Over the past decade, a new approach to the study of mobilities has emerged involving research on the combined movement of peoples, animals, objects, ideas, and information. This can be viewed through the lens of complex networks, relational dynamics, and the redistribution or reification of power generated by movement.  But despite the emphasis on movement, this “mobility turn” must be viewed in the light of the relationships between mobilities and associated immobilities:  borders as well as border crossings, isolation as well as connectivity, disability as well as ability. It thus encompasses both the embodied practice of movement and the representations, ideologies, and meanings attached to the mobile and immobile.... (click here for the full description)

Of course we've already made the turn with our constellation mobility/exchange and Itinera in particular.  But I wanted to add a couple of notes to this topic that I have been thinking about a lot lately.  

One is that art history overwhelmingly privileges sedentary societies and non-mobile populations.  "Art" and "architecture" do tend to serve the needs of sedentary states and institutions. The distinction between center and periphery only makes sense in a world that assumes the sedentary as the norm.  Our own Kathy Linduff, who works on exchange between mobile and sedentary societies in ancient China, is one of the very few who does not think in this "sendetarinormative" way. (I believe I have just coined a new jargon term.)  

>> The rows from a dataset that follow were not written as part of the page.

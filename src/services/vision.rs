use async_trait::async_trait;
use base64::{engine::general_purpose, Engine as _};
use reqwest::{Client, StatusCode};
use serde::{Deserialize, Serialize};
use std::time::Duration;
use thiserror::Error;

use crate::core::ingest::UploadedImage;
use crate::models::{Coordinate, LandmarkCandidate};

/// Errors that can occur when calling the recognition service
#[derive(Debug, Error)]
pub enum DetectionError {
    #[error("Network error talking to the vision service: {0}")]
    Network(String),

    #[error("Vision service rejected the credentials: {0}")]
    Auth(String),

    #[error("Vision service quota exceeded: {0}")]
    Quota(String),

    #[error("Vision service error: {0}")]
    Service(String),
}

impl DetectionError {
    pub fn suggestion(&self) -> &'static str {
        match self {
            Self::Network(_) => "The vision service could not be reached. Please try again.",
            Self::Quota(_) => "The vision service is rate limiting requests. Please retry in a little while.",
            Self::Auth(_) => "Check the vision API key configured for this service.",
            Self::Service(_) => "The vision service returned an unexpected response. Please try again.",
        }
    }

    /// The request URL is dropped so nothing about the request leaks into messages
    fn from_reqwest(err: reqwest::Error) -> Self {
        let err = err.without_url();
        if err.is_timeout() {
            Self::Network(format!("request timed out: {}", err))
        } else {
            Self::Network(err.to_string())
        }
    }
}

/// API key handed to the detector by whoever owns the secret
#[derive(Clone)]
pub struct Credential(String);

impl Credential {
    pub fn new(key: impl Into<String>) -> Self {
        Self(key.into())
    }

    pub fn expose(&self) -> &str {
        &self.0
    }
}

impl std::fmt::Debug for Credential {
    fn fmt(&self, f: &mut std::fmt::Formatter<'_>) -> std::fmt::Result {
        f.write_str("Credential(****)")
    }
}

/// Anything that can turn an image into landmark candidates
#[async_trait]
pub trait LandmarkDetector: Send + Sync {
    async fn detect(&self, image: &UploadedImage) -> Result<Vec<LandmarkCandidate>, DetectionError>;

    /// Short name used in logs and the health endpoint
    fn name(&self) -> &'static str;
}

/// Timeouts and limits for [`CloudVisionClient`]
#[derive(Debug, Clone)]
pub struct CloudVisionOptions {
    pub endpoint: String,
    pub timeout: Duration,
    pub connect_timeout: Duration,
    pub max_results: u32,
    /// Largest response body accepted from the service
    pub max_response_bytes: usize,
}

impl Default for CloudVisionOptions {
    fn default() -> Self {
        Self {
            endpoint: "https://vision.googleapis.com".to_string(),
            timeout: Duration::from_secs(10),
            connect_timeout: Duration::from_secs(5),
            max_results: 10,
            max_response_bytes: DEFAULT_MAX_RESPONSE_BYTES,
        }
    }
}

pub const DEFAULT_MAX_RESPONSE_BYTES: usize = 4 * 1024 * 1024;

/// Header carrying the API key, kept out of the URL
const API_KEY_HEADER: &str = "x-goog-api-key";

/// Google Cloud Vision client (`images:annotate`, `LANDMARK_DETECTION`)
pub struct CloudVisionClient {
    base_url: String,
    credential: Credential,
    max_results: u32,
    max_response_bytes: usize,
    client: Client,
}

The other idea I have been revolving is the notion that in the sedentary world of territorial states and civilizations, art is used often to defeat mobility, or dishonor it, or deny it.  My cemetery project is making me think about how the nation-state fixes dead soldiers in place, as a response to their tragic dislocations in life.  Out of the terrible flux of their wartime experiences, the national cemetery creates a monumental arrangement of graves and names that is supposed to be static, unchanging, and hence honorific.